Feb 2 2022, 10:03 pm

This article contains information about residential schools and the abuses that occurred in them. If you are a survivor of residential schools and need someone to speak to, you can call the Indian Residential School Survivors 24-hour Crisis Line at 1-800-721-0066.

University of Toronto students are calling on the university to revoke honorary degrees given to a man who was instrumental in the creation of residential schools.

The open letter, written on January 19, 2022, is asking that the Doctor of Letters received by Duncan Campbell Scott in 1922 be publicly revoked at the university’s 2022 commencement ceremonies. The letter has been signed more than 1,200 times.

Queen’s University previously started a similar petition as Scott was awarded an honorary degree from the university in 1939.

Scott was known for his career as a poet and public servant, but many history books have left out his role as the “architect of residential schools,” as the First Nation Caring Society describes him.

The open letter points to the University of Toronto’s commitment to the Truth and Reconciliation Commission of Canada. As a result of the TRC, the university put together a steering committee that laid out calls to action to be taken by U of T.

“These commit the university to acts of reconciliation through public truth telling and building trust and new relationships with Indigenous peoples,” the letter reads.

The open letter details many of Scott’s abuses during his more than 50-year-career at the Department of Indian Affairs, not limited to his participation in creating the residential school system, maintaining the system despite knowing that thousands of children were dying, and the enfranchisement of Indigenous people.

When abuses and disease at residential schools were presented in a report to Scott, he responded that changing residential schools or the Indian Act wasn’t justified by the Department of Indian Affairs, “which is geared towards a final solution of our Indian Problem.”

“It would be a powerful symbol for the University of Toronto to acknowledge, from its privileged position as Canada’s preeminent scholarly institution representing knowledge creation and dissemination, that it erred in honouring an architect of Indigenous genocide and of white supremacy with an honorary degree; and it would be an act of reconciliation to rescind the honorary Doctor of Letters degree it awarded to Duncan Campbell Scott,” the open letter says.

The open letter says that now is the time to revoke it. Click here to read the full letter.

“One hundred years later, it is time to correct the record,” the letter said.

A spokesperson for the University of Toronto said that university leadership are looking at ways to assess historic honorary degrees.

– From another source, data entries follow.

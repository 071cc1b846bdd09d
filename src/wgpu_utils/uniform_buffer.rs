use std::marker::PhantomData;

/// Typed wrapper around a wgpu uniform buffer
pub struct UniformBuffer<Content> {
    buffer: wgpu::Buffer,
    content_type: PhantomData<Content>,
    previous_content: Vec<u8>,
}

impl<Content: bytemuck::Pod> UniformBuffer<Content> {
    fn name() -> &'static str {
        let type_name = std::any::type_name::<Content>();
        let pos = type_name.rfind(':').unwrap_or(0);
        if pos > 0 {
            &type_name[(pos + 1)..]
        } else {
            type_name
        }
    }

    /// Create a new uniform buffer
    pub fn new(device: &wgpu::Device) -> Self {
        let buffer = device.create_buffer(&wgpu::BufferDescriptor {
            label: Some(&format!("UniformBuffer: {}", Self::name())),
            size: std::mem::size_of::<Content>() as u64,
            usage: wgpu::BufferUsages::UNIFORM | wgpu::BufferUsages::COPY_DST,
            mapped_at_creation: false,
        });

        UniformBuffer {
            buffer,
            content_type: PhantomData,
            previous_content: Vec::new(),
        }
    }

    /// Create buffer with initial data
    pub fn new_with_data(device: &wgpu::Device, initial_content: &Content) -> Self {
        let buffer = device.create_buffer(&wgpu::BufferDescriptor {
            label: Some(&format!("UniformBuffer: {}", Self::name())),
            size: std::mem::size_of::<Content>() as u64,
            usage: wgpu::BufferUsages::UNIFORM | wgpu::BufferUsages::COPY_DST,
            mapped_at_creation: true,
        });

        let mapped_memory = buffer.slice(..);
        mapped_memory
            .get_mapped_range_mut()
            .clone_from_slice(bytemuck::bytes_of(initial_content));
        buffer.unmap();

        UniformBuffer {
            buffer,
            content_type: PhantomData,
            previous_content: bytemuck::bytes_of(initial_content).to_vec(),
        }
    }

    /// Update buffer content, skipping the write when nothing changed.
    pub fn update_content(&mut self, queue: &wgpu::Queue, content: Content) {
        let new_content = bytemuck::bytes_of(&content);
        if self.previous_content == new_content {
            return;
        }
        queue.write_buffer(&self.buffer, 0, new_content);
        self.previous_content = new_content.to_vec();
    }

    /// Get binding resource
    pub fn binding_resource(&self) -> wgpu::BindingResource {
        self.buffer.as_entire_binding()
    }

    /// Get the underlying buffer
    pub fn buffer(&self) -> &wgpu::Buffer {
        &self.buffer
    }

    /// Get buffer size
    pub fn size(&self) -> u64 {
        self.buffer.size()
    }
}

“The senior leadership of the University is considering actively how best to carry out a comprehensive assessment of the honours that U of T has bestowed on historic figures, in the context of the current societal reappraisal of Canadian history. It will examine all the ways in which the University honours individuals,” the spokesperson said.

The university has been working on how to handle historic honorary degrees prior to this petition, according to the spokesperson.

“The senior leadership of the University have been considering how to approach honours to historic figures for some time,” the spokesperson said. “This announcement is not linked to the petition on Duncan Campbell Scott.”

They added that their plans for reassessment and next steps will be announced in the coming months.

“As a leading global public university, any assessment of the role of historic figures must be based on rigorous research and academic scholarship,” the spokesperson said. “We are committed to developing strong principles to inform University processes, so that these complex matters can be resolved appropriately and respectfully.”